Objectives: Human primary microRNA-155/B-cell integration cluster (BIC) transcript is the precursor of microRNA-155. The overexpression of them has been widely observed in the progression of various types of tumors. Our objective was to investigate the effect of anticancer agents on the expression of BIC and possible signal pathways that involved in. Methods: Quantitative real-time reverse transcriptase polymerase chain reaction was used to measure the expression of BIC. Chemical inhibitors against c-Jun N-terminal kinase 1, mitogen-activated protein kinase/ extracellular signal-regulated kinase kinase 1/2, protein kinase C, checkpoint kinase 1, and phosphatidylinositol 3 kinase (PI3K) were used for the evaluation of involved signal pathways. RNA interference was used to knock down the expression of ataxia-telangiectasia mutated, ataxiatelangiectasia and Rad3 related, and suppressor of morphogenesis in genitalia-1 (SMG-1), and Western blot was carried out to evaluate the knockdown effect.
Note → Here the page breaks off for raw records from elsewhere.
//! SelectionManager: multi-item selection over an ordered collection.
//!
//! Selection is an insertion-ordered set of ids plus an optional anchor for
//! range selection. Every selected id belongs to a current item; ids that do
//! not are ignored on input and pruned when the collection is replaced.
//!
//! Focus moves caused by keyboard navigation are queued and only run on
//! [`SelectionManager::tick`], after the host has re-rendered with the new
//! selection.

use std::fmt;
use std::hash::Hash;

use indexmap::IndexSet;
use tracing::{debug, trace};

use crate::event::{KeyEvent, Modifiers, PointerEvent, TickQueue};
use crate::platform::Platform;

use super::bindings::{ContainerBindings, SelectionItemBindings};
use super::clipboard::ClipboardBuffer;
use super::focus::{FocusRegistry, Focusable};
use super::keymap::{SelectionAction, SelectionKeymap};

// ---------------------------------------------------------------------------
// SelectionCallbacks
// ---------------------------------------------------------------------------

type ItemsCallback<T> = Box<dyn FnMut(&[T])>;
type ItemCallback<T> = Box<dyn FnMut(&T)>;

/// Optional hooks fired by a [`SelectionManager`]. Item slices are always in
/// collection order.
pub struct SelectionCallbacks<T> {
    on_copy: Option<ItemsCallback<T>>,
    on_cut: Option<ItemsCallback<T>>,
    on_paste: Option<ItemsCallback<T>>,
    on_delete: Option<ItemsCallback<T>>,
    on_selection_change: Option<ItemsCallback<T>>,
    on_navigate: Option<ItemCallback<T>>,
}

impl<T> SelectionCallbacks<T> {
    pub fn new() -> Self {
        Self {
            on_copy: None,
            on_cut: None,
            on_paste: None,
            on_delete: None,
            on_selection_change: None,
            on_navigate: None,
        }
    }

    pub fn on_copy(mut self, f: impl FnMut(&[T]) + 'static) -> Self {
        self.on_copy = Some(Box::new(f));
        self
    }

    pub fn on_cut(mut self, f: impl FnMut(&[T]) + 'static) -> Self {
        self.on_cut = Some(Box::new(f));
        self
    }

    /// Receives the clipboard contents.
    pub fn on_paste(mut self, f: impl FnMut(&[T]) + 'static) -> Self {
        self.on_paste = Some(Box::new(f));
        self
    }

    pub fn on_delete(mut self, f: impl FnMut(&[T]) + 'static) -> Self {
        self.on_delete = Some(Box::new(f));
        self
    }

    /// Fires whenever the set of selected ids changes.
    pub fn on_selection_change(mut self, f: impl FnMut(&[T]) + 'static) -> Self {
        self.on_selection_change = Some(Box::new(f));
        self
    }

    /// Receives the item keyboard navigation landed on.
    pub fn on_navigate(mut self, f: impl FnMut(&T) + 'static) -> Self {
        self.on_navigate = Some(Box::new(f));
        self
    }
}

impl<T> Default for SelectionCallbacks<T> {
    fn default() -> Self {
        Self::new()
    }
}

fn fire<T>(callback: &mut Option<ItemsCallback<T>>, items: &[T]) {
    if let Some(f) = callback.as_mut() {
        f(items);
    }
}

// ---------------------------------------------------------------------------
// SelectionManager
// ---------------------------------------------------------------------------

type IdFn<T, Id> = Box<dyn Fn(&T) -> Id>;

/// Selection state for one collection.
pub struct SelectionManager<T, Id> {
    items: Vec<T>,
    get_id: IdFn<T, Id>,
    selected: IndexSet<Id>,
    anchor: Option<Id>,
    multi_select: bool,
    keyboard_navigation: bool,
    platform: Platform,
    keymap: SelectionKeymap,
    clipboard: ClipboardBuffer<T>,
    focus: FocusRegistry<Id>,
    pending_focus: TickQueue<Id>,
    callbacks: SelectionCallbacks<T>,
}

impl<T, Id> SelectionManager<T, Id>
where
    T: Clone,
    Id: Clone + Eq + Hash + fmt::Debug,
{
    /// Create a multi-select manager with keyboard navigation enabled and
    /// nothing selected.
    pub fn new(items: Vec<T>, get_id: impl Fn(&T) -> Id + 'static) -> Self {
        Self {
            items,
            get_id: Box::new(get_id),
            selected: IndexSet::new(),
            anchor: None,
            multi_select: true,
            keyboard_navigation: true,
            platform: Platform::current(),
            keymap: SelectionKeymap::default(),
            clipboard: ClipboardBuffer::new(),
            focus: FocusRegistry::new(),
            pending_focus: TickQueue::new(),
            callbacks: SelectionCallbacks::new(),
        }
    }

    pub fn with_multi_select(mut self, multi_select: bool) -> Self {
        self.multi_select = multi_select;
        self
    }

    pub fn with_keyboard_navigation(mut self, enabled: bool) -> Self {
        self.keyboard_navigation = enabled;
        self
    }

    pub fn with_platform(mut self, platform: Platform) -> Self {
        self.platform = platform;
        self
    }

    pub fn with_keymap(mut self, keymap: SelectionKeymap) -> Self {
        self.keymap = keymap;
        self
    }

    pub fn with_callbacks(mut self, callbacks: SelectionCallbacks<T>) -> Self {
        self.callbacks = callbacks;
        self
    }

    /// Start with `ids` selected (builder). Unknown ids are dropped. Does not
    /// fire `on_selection_change`.
    pub fn with_initial_selected(mut self, ids: impl IntoIterator<Item = Id>) -> Self {
        let known: IndexSet<Id> = ids.into_iter().filter(|id| self.index_of(id).is_some()).collect();
        self.selected = known;
        self
    }

    // -- Queries ------------------------------------------------------------

    pub fn items(&self) -> &[T] {
        &self.items
    }

    fn index_of(&self, id: &Id) -> Option<usize> {
        self.items.iter().position(|item| (self.get_id)(item) == *id)
    }

    pub fn is_selected(&self, id: &Id) -> bool {
        self.selected.contains(id)
    }

    /// Selected ids in selection order (most recent last).
    pub fn selected_ids(&self) -> impl Iterator<Item = &Id> {
        self.selected.iter()
    }

    pub fn selected_count(&self) -> usize {
        self.selected.len()
    }

    /// Selected items in collection order.
    pub fn selected_items(&self) -> Vec<&T> {
        self.items
            .iter()
            .filter(|item| self.selected.contains(&(self.get_id)(item)))
            .collect()
    }

    fn selected_snapshot(&self) -> Vec<T> {
        self.selected_items().into_iter().cloned().collect()
    }

    /// Range-selection anchor.
    pub fn anchor(&self) -> Option<&Id> {
        self.anchor.as_ref()
    }

    pub fn is_multi_select(&self) -> bool {
        self.multi_select
    }

    pub fn clipboard(&self) -> &[T] {
        self.clipboard.contents()
    }

    pub fn keymap(&self) -> &SelectionKeymap {
        &self.keymap
    }

    // -- State changes ------------------------------------------------------

    /// Install a new selection, firing `on_selection_change` if the set of ids
    /// differs.
    fn commit(&mut self, next: IndexSet<Id>) {
        let changed = next != self.selected;
        self.selected = next;
        if changed {
            debug!(count = self.selected.len(), "selection changed");
            let snapshot = self.selected_snapshot();
            fire(&mut self.callbacks.on_selection_change, &snapshot);
        }
    }

    /// Select exactly `id` and make it the anchor.
    pub fn select_single(&mut self, id: &Id) {
        if self.index_of(id).is_none() {
            return;
        }
        let mut next = IndexSet::new();
        next.insert(id.clone());
        self.anchor = Some(id.clone());
        self.commit(next);
    }

    /// Flip `id`'s membership and make it the anchor. Single-select managers
    /// treat this as [`select_single`](Self::select_single).
    pub fn toggle(&mut self, id: &Id) {
        if !self.multi_select {
            return self.select_single(id);
        }
        if self.index_of(id).is_none() {
            return;
        }
        let mut next = self.selected.clone();
        if !next.shift_remove(id) {
            next.insert(id.clone());
        }
        self.anchor = Some(id.clone());
        self.commit(next);
    }

    /// Add every id between the anchor and `id` (inclusive, collection order)
    /// to the selection. The anchor does not move. Without a usable anchor
    /// this is a plain [`select_single`](Self::select_single).
    pub fn select_range(&mut self, id: &Id) {
        let Some(target) = self.index_of(id) else {
            return;
        };
        let anchor_index = self
            .anchor
            .as_ref()
            .and_then(|anchor| self.index_of(anchor));
        let Some(from) = anchor_index.filter(|_| self.multi_select) else {
            return self.select_single(id);
        };

        let (start, end) = (from.min(target), from.max(target));
        let mut next = self.selected.clone();
        for item in &self.items[start..=end] {
            next.insert((self.get_id)(item));
        }
        self.commit(next);
    }

    /// Select every item. No-op for single-select managers.
    pub fn select_all(&mut self) {
        if !self.multi_select {
            return;
        }
        let next: IndexSet<Id> = self.items.iter().map(|item| (self.get_id)(item)).collect();
        self.anchor = next.last().cloned();
        self.commit(next);
    }

    /// Deselect everything and drop the anchor.
    pub fn clear(&mut self) {
        self.anchor = None;
        self.commit(IndexSet::new());
    }

    /// Replace the collection, pruning selection and anchor to ids that still
    /// exist.
    pub fn set_items(&mut self, items: Vec<T>) {
        self.items = items;
        let present: IndexSet<Id> = self.items.iter().map(|item| (self.get_id)(item)).collect();
        if self.anchor.as_ref().is_some_and(|a| !present.contains(a)) {
            self.anchor = None;
        }
        let next: IndexSet<Id> = self
            .selected
            .iter()
            .filter(|id| present.contains(*id))
            .cloned()
            .collect();
        self.commit(next);
    }

    // -- Clipboard ----------------------------------------------------------

    /// Copy the selection into the clipboard. No-op when nothing is selected.
    pub fn copy(&mut self) -> bool {
        let snapshot = self.selected_snapshot();
        if snapshot.is_empty() {
            return false;
        }
        self.clipboard.store(snapshot.clone());
        fire(&mut self.callbacks.on_copy, &snapshot);
        true
    }

    /// Like [`copy`](Self::copy) but fires `on_cut`. The items stay in the
    /// collection; removing them is up to the host.
    pub fn cut(&mut self) -> bool {
        let snapshot = self.selected_snapshot();
        if snapshot.is_empty() {
            return false;
        }
        self.clipboard.store(snapshot.clone());
        fire(&mut self.callbacks.on_cut, &snapshot);
        true
    }

    /// Hand the clipboard contents to `on_paste`. No-op when the clipboard is
    /// empty. The clipboard is not cleared.
    pub fn paste(&mut self) -> bool {
        if self.clipboard.is_empty() {
            return false;
        }
        fire(&mut self.callbacks.on_paste, self.clipboard.contents());
        true
    }

    /// Hand the selection to `on_delete`, then clear it.
    pub fn delete_selected(&mut self) -> bool {
        let snapshot = self.selected_snapshot();
        if snapshot.is_empty() {
            return false;
        }
        fire(&mut self.callbacks.on_delete, &snapshot);
        self.clear();
        true
    }

    // -- Input --------------------------------------------------------------

    /// Resolve a click on `id` using the held modifiers.
    ///
    /// - mod: toggle;
    /// - shift: extend from the anchor;
    /// - none: select only `id`.
    ///
    /// Modifiers are ignored by single-select managers.
    pub fn handle_click(&mut self, id: &Id, pointer: PointerEvent) {
        let modifiers = pointer.modifiers;
        if !self.multi_select {
            self.select_single(id);
        } else if self.platform.mod_pressed(modifiers) {
            self.toggle(id);
        } else if modifiers.contains(Modifiers::SHIFT) {
            self.select_range(id);
        } else {
            self.select_single(id);
        }
    }

    /// Handle a key on the collection container. Returns `true` (and
    /// prevents the default action) when the key was consumed.
    ///
    /// Events from text fields are left alone.
    pub fn handle_key(&mut self, event: &mut KeyEvent) -> bool {
        if event.is_editable_target() {
            return false;
        }
        let Some(action) = self.keymap.action_for(event, self.platform) else {
            return false;
        };
        if action.is_navigation() && (!self.keyboard_navigation || self.items.is_empty()) {
            return false;
        }

        trace!(?action, "selection key");
        event.prevent_default();
        match action {
            SelectionAction::SelectAll => self.select_all(),
            SelectionAction::Copy => {
                self.copy();
            }
            SelectionAction::Cut => {
                self.cut();
            }
            SelectionAction::Paste => {
                self.paste();
            }
            SelectionAction::Delete => {
                self.delete_selected();
            }
            SelectionAction::Clear => self.clear(),
            SelectionAction::Next
            | SelectionAction::Previous
            | SelectionAction::First
            | SelectionAction::Last => self.navigate(action),
        }
        true
    }

    /// Move the single-item selection one step (or to an end). The current
    /// position is the most recently selected id; with none, the move lands
    /// on the first item.
    fn navigate(&mut self, action: SelectionAction) {
        let len = self.items.len();
        let Some(last) = len.checked_sub(1) else {
            return;
        };
        let current = self.selected.last().and_then(|id| self.index_of(id));
        let next = match (action, current) {
            (SelectionAction::First, _) => 0,
            (SelectionAction::Last, _) => last,
            (SelectionAction::Next, Some(i)) => (i + 1).min(last),
            (SelectionAction::Previous, Some(i)) => i.saturating_sub(1),
            (_, None) => 0,
            (_, Some(i)) => i,
        };
        if current == Some(next) {
            return;
        }

        let item = self.items[next].clone();
        let id = (self.get_id)(&item);
        self.select_single(&id);
        if let Some(on_navigate) = self.callbacks.on_navigate.as_mut() {
            on_navigate(&item);
        }
        self.pending_focus.push(id);
    }

    // -- Focus --------------------------------------------------------------

    pub fn register_focusable(&mut self, id: Id, target: impl Focusable + 'static) {
        self.focus.register(id, target);
    }

    pub fn unregister_focusable(&mut self, id: &Id) -> bool {
        self.focus.unregister(id)
    }

    /// Focus the element registered for `id`, if any.
    pub fn focus_item(&self, id: &Id) -> bool {
        self.focus.focus(id)
    }

    /// Whether focus moves are waiting for [`tick`](Self::tick).
    pub fn has_pending_focus(&self) -> bool {
        !self.pending_focus.is_empty()
    }

    /// Run focus moves queued by keyboard navigation. Call once the host has
    /// applied the new selection. Returns how many targets were focused.
    pub fn tick(&mut self) -> usize {
        self.pending_focus
            .drain()
            .iter()
            .filter(|id| self.focus.focus(id))
            .count()
    }

    // -- Bindings -----------------------------------------------------------

    pub fn item_bindings(&self, id: &Id) -> SelectionItemBindings {
        SelectionItemBindings::new(self.is_selected(id))
    }

    pub fn container_bindings(&self) -> ContainerBindings {
        ContainerBindings::new(self.multi_select)
    }
}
Results: B-cell integration cluster expression was induced by a representative anti-pancreatic cancer drug, gemcitabine, in human pancreatic cancer PANC-1 cells. The mitogen-activated protein kinase/extracellular signal-regulated kinase kinase 1/2 and c-Jun N-terminal kinase inhibitors, but not the checkpoint kinase 1 and protein kinase C inhibitors, suppressed the up-regulation of BIC. B-cell integration cluster upregulation was also significantly inhibited by the PI3K inhibitor wortmannin. RNA interference studies showed that wortmannin-sensitive SMG-1 but not ataxia-telangiectasia mutated or ataxia-telangiectasia and Rad3 related was involved in the up-regulation. Conclusions: Our results show that multiple pathways can be involved in the up-regulation of BIC. Furthermore, we demonstrate for the first time that PI3K SMG-1 is required for gemcitabine-induced up-regulation of BIC transcript.